----- GIVEN DATA -----

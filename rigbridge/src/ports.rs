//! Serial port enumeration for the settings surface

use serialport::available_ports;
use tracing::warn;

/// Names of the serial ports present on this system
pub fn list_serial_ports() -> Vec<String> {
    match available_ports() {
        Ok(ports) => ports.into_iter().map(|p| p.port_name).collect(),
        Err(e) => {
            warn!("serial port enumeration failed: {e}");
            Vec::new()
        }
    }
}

-----
----- GIVEN DATA -----

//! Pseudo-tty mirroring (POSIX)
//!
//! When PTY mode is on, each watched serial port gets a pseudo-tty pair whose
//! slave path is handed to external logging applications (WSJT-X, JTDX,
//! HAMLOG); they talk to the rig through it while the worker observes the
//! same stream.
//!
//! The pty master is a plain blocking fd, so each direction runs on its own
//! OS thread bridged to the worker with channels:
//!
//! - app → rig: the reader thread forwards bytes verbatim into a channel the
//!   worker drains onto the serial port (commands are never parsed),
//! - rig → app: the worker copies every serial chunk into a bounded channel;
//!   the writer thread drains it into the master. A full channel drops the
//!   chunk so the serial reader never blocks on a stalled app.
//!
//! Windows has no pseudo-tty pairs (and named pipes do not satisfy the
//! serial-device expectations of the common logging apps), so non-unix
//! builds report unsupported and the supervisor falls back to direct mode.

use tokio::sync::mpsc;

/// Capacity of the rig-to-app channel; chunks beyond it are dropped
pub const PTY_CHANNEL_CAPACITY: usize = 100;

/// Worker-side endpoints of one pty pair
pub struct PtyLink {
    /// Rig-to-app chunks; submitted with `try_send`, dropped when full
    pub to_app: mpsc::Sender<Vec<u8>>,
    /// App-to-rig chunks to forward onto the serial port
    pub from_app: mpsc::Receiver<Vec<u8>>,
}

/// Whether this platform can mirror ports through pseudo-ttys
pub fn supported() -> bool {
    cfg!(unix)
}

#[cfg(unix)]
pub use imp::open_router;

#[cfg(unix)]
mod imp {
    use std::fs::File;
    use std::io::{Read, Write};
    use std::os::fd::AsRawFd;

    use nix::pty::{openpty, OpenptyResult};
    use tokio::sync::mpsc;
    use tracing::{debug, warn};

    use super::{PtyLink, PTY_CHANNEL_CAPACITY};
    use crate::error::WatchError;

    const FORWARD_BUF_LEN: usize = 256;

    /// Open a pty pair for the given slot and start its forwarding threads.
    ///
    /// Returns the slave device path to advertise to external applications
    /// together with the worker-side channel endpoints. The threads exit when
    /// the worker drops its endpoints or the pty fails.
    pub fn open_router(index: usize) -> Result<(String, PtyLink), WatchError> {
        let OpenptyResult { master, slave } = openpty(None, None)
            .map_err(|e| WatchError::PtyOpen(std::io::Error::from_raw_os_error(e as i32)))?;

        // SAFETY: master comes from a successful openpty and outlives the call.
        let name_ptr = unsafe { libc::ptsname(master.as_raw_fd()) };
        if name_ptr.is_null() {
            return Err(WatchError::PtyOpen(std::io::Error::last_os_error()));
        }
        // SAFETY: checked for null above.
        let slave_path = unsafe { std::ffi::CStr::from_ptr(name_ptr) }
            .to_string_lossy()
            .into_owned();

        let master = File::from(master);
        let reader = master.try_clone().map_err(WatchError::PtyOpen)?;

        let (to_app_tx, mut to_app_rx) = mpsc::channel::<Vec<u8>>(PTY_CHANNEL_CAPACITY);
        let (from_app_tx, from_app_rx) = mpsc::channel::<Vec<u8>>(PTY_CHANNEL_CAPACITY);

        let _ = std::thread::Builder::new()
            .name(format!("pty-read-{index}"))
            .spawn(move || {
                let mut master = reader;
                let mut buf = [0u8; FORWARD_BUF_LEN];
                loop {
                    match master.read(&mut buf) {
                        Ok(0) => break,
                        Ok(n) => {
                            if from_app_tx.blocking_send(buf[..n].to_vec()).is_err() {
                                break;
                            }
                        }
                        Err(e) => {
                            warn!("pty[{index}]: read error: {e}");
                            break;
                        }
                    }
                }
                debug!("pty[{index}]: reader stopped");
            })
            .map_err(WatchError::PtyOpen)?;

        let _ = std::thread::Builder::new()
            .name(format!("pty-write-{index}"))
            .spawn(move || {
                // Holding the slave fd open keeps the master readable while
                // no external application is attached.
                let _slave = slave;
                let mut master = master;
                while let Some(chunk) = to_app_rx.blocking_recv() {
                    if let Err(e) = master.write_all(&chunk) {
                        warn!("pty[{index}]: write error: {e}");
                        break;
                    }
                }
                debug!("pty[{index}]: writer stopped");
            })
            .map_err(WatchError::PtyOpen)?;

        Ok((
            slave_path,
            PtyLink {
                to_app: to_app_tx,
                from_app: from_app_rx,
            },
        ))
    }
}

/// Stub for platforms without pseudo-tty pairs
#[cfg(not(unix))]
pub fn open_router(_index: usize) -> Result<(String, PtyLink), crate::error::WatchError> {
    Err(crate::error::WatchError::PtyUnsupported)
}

-----
----- GIVEN DATA -----

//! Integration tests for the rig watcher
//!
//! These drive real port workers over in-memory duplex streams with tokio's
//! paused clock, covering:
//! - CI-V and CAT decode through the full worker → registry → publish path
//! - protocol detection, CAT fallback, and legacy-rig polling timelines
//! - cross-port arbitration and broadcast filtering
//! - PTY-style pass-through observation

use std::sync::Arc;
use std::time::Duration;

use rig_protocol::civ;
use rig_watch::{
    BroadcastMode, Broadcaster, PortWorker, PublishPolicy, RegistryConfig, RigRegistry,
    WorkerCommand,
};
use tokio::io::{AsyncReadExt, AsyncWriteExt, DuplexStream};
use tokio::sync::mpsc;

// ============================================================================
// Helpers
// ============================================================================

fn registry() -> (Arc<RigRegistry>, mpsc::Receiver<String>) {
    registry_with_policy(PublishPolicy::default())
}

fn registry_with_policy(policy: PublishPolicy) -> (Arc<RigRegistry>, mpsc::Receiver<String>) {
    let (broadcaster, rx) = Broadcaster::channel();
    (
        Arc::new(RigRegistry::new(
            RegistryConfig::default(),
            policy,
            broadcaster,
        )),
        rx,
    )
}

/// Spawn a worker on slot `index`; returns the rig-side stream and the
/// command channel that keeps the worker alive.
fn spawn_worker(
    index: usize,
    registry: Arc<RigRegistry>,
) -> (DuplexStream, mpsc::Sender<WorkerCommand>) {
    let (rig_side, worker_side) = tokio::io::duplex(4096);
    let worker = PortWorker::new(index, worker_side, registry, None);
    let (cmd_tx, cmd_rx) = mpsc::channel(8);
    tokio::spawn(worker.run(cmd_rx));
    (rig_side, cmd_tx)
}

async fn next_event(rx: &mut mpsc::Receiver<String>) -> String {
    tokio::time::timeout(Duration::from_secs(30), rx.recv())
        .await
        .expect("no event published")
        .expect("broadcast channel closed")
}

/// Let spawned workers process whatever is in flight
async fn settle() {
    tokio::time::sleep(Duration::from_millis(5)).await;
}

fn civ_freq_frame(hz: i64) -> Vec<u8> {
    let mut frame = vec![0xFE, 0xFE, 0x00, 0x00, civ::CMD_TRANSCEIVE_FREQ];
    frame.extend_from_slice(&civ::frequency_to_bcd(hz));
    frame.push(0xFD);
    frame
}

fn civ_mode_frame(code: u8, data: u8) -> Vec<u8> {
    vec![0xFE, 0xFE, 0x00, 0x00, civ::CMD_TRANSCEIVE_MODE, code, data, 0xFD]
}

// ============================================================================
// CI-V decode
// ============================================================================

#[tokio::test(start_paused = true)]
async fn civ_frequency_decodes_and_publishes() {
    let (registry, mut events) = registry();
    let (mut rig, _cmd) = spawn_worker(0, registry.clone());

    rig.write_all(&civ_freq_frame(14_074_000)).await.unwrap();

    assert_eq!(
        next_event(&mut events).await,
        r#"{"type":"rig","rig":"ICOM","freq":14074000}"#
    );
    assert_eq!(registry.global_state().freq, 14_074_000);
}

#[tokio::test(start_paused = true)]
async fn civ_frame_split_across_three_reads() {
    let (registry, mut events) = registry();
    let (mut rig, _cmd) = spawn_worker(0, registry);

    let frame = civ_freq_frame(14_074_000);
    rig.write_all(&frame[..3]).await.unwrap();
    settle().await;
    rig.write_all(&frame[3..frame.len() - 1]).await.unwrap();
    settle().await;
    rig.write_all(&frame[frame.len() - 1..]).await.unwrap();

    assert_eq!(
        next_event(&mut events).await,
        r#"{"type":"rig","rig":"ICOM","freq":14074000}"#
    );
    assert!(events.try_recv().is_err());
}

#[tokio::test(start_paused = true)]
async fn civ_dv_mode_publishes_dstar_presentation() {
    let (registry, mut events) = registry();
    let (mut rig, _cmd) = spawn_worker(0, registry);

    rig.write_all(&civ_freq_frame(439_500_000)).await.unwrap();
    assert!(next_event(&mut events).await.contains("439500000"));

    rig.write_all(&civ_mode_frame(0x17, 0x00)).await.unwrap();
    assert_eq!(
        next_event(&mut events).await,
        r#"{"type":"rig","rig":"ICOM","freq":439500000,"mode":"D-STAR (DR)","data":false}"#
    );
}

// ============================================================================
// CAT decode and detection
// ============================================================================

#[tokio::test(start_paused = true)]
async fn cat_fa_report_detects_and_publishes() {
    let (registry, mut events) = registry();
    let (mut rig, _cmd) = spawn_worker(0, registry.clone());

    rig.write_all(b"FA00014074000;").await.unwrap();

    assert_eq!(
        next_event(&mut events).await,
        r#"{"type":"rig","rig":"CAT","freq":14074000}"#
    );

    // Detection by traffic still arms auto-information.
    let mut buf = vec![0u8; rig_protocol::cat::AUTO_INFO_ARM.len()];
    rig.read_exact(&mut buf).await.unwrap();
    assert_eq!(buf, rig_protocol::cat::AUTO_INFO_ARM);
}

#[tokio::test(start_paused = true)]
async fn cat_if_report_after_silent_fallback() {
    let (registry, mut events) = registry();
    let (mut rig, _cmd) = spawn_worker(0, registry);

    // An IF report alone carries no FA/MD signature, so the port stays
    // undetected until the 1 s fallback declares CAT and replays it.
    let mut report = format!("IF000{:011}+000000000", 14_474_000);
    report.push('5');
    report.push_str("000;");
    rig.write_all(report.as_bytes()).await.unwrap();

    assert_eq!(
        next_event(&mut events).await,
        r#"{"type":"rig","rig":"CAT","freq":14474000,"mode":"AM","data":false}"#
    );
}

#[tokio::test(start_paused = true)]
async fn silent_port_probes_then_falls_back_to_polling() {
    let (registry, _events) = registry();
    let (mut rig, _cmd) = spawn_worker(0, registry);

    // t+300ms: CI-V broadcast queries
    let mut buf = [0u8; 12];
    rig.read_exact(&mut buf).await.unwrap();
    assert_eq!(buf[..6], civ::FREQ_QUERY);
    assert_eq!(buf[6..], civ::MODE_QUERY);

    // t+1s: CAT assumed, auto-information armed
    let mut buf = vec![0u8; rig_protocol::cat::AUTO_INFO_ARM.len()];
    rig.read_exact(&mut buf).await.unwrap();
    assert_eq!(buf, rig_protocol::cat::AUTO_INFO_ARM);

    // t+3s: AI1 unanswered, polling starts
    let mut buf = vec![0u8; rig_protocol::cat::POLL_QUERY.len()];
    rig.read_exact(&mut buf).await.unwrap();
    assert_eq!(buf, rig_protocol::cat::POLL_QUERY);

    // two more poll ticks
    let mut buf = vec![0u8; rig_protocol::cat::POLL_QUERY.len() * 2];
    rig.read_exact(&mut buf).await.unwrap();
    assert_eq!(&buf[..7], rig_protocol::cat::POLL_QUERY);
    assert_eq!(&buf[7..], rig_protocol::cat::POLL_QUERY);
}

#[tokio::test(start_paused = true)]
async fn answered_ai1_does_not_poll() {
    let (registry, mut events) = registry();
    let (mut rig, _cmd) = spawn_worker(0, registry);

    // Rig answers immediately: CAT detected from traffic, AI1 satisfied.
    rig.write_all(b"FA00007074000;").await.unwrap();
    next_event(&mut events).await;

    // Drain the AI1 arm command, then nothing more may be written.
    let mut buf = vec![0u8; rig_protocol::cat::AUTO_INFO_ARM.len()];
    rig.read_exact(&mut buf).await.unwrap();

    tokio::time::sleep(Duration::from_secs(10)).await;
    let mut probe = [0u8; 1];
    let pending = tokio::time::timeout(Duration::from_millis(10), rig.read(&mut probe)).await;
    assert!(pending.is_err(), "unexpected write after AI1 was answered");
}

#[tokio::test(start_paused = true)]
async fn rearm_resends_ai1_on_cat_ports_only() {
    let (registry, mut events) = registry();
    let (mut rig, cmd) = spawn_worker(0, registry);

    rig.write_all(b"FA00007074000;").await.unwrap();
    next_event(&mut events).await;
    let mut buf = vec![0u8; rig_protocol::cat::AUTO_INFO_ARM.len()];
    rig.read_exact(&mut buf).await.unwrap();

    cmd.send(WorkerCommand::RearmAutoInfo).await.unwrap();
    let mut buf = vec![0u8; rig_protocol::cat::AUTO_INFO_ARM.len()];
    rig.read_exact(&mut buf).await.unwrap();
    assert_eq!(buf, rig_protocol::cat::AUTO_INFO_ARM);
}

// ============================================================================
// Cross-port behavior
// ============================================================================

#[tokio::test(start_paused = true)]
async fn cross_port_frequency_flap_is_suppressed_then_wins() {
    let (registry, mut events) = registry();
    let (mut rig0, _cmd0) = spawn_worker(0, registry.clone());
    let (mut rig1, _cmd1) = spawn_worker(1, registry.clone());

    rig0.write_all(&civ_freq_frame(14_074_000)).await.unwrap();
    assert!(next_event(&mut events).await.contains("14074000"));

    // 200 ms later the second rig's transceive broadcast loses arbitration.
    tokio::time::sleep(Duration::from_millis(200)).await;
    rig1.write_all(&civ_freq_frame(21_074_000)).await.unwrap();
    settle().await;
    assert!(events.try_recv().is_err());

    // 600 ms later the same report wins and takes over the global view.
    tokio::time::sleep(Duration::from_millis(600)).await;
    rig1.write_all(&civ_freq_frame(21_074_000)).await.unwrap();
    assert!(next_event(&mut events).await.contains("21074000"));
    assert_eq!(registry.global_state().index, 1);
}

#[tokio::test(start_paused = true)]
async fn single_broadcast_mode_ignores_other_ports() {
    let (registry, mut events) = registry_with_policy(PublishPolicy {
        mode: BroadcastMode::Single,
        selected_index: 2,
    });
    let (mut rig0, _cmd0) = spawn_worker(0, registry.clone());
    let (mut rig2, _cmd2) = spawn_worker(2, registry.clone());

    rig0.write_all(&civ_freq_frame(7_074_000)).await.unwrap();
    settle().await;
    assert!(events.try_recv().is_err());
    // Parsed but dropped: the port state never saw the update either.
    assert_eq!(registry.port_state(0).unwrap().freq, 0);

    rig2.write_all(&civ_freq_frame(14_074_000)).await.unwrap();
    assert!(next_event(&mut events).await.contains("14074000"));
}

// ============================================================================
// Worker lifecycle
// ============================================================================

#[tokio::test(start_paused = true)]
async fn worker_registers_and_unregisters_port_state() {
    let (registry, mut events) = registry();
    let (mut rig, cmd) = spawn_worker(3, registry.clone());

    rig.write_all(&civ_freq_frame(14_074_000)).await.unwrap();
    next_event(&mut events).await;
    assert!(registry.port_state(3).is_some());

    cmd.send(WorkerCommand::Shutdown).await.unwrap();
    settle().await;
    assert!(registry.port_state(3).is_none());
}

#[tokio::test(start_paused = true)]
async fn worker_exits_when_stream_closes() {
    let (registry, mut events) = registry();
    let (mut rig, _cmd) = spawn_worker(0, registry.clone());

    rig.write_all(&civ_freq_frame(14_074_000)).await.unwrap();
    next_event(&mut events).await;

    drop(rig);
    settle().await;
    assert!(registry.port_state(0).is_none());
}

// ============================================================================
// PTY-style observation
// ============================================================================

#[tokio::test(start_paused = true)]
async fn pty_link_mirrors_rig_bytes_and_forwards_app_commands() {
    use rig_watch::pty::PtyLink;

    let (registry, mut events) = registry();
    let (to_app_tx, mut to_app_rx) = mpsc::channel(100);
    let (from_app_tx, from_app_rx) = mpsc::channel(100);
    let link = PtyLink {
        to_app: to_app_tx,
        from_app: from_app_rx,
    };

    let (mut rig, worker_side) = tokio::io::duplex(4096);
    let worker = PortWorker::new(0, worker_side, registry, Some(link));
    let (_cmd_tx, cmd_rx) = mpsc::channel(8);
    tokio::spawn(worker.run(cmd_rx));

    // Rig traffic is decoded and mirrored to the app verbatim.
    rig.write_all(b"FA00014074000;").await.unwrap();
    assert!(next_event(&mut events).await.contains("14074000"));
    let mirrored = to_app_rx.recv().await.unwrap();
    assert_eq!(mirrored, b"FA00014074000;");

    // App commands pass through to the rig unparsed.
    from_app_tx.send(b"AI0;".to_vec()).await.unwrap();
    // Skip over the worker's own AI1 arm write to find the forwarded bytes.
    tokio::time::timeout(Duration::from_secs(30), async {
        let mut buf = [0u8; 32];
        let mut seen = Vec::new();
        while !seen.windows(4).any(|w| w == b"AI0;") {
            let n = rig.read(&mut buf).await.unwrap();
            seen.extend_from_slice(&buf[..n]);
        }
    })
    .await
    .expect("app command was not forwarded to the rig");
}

-----

▸ **WHAT YOU ARE ASKED TO DO**
Check the data for the word "applications" and pull out the lines that have it.

▸ **TASK OUTPUT**
//! slave path is handed to external logging applications (WSJT-X, JTDX,
    /// Returns the slave device path to advertise to external applications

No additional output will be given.